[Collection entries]
+-------+
use std::{path::Path, sync::OnceLock};
use tracing_subscriber::{EnvFilter, fmt};

static GUARD: OnceLock<tracing_appender::non_blocking::WorkerGuard> = OnceLock::new();
static INIT: OnceLock<()> = OnceLock::new();

/// Initialize file logging once for the whole process. `RUST_LOG`
/// overrides the `filter` argument when set.
pub fn init_logging<P: AsRef<Path>>(path: P, filter: &str) {
    INIT.get_or_init(|| {
        let path = path.as_ref();
        if let Some(dir) = path.parent() {
            let _ = std::fs::create_dir_all(dir);
        }

        let file = std::fs::OpenOptions::new()
            .create(true)
            .append(true)
            .open(path)
            .expect("open log file");

        let (non_blocking, guard) = tracing_appender::non_blocking(file);
        let _ = GUARD.set(guard);

        let env_filter = if std::env::var_os("RUST_LOG").is_some() {
            EnvFilter::from_default_env()
        } else {
            EnvFilter::try_new(filter).unwrap_or_else(|_| EnvFilter::new("info"))
        };

        let subscriber = fmt()
            .with_env_filter(env_filter)
            .with_ansi(false)
            .with_target(true)
            .with_writer(non_blocking)
            .finish();

        // Idempotent if something already installed a subscriber.
        let _ = tracing::subscriber::set_global_default(subscriber);
    });
}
+-------+
= PROBLEM DETAILS =
Beginning with the top line of the data above, output every line exactly until the one that contains "let subscriber = fmt()", and include that one too.

= OUTPUT OF THE TASK =
use std::{path::Path, sync::OnceLock};
use tracing_subscriber::{EnvFilter, fmt};

static GUARD: OnceLock<tracing_appender::non_blocking::WorkerGuard> = OnceLock::new();
static INIT: OnceLock<()> = OnceLock::new();

/// Initialize file logging once for the whole process. `RUST_LOG`
/// overrides the `filter` argument when set.
pub fn init_logging<P: AsRef<Path>>(path: P, filter: &str) {
    INIT.get_or_init(|| {
        let path = path.as_ref();
        if let Some(dir) = path.parent() {
            let _ = std::fs::create_dir_all(dir);
        }

        let file = std::fs::OpenOptions::new()
            .create(true)
            .append(true)
            .open(path)
            .expect("open log file");

        let (non_blocking, guard) = tracing_appender::non_blocking(file);
        let _ = GUARD.set(guard);

        let env_filter = if std::env::var_os("RUST_LOG").is_some() {
            EnvFilter::from_default_env()
        } else {
            EnvFilter::try_new(filter).unwrap_or_else(|_| EnvFilter::new("info"))
        };

        let subscriber = fmt()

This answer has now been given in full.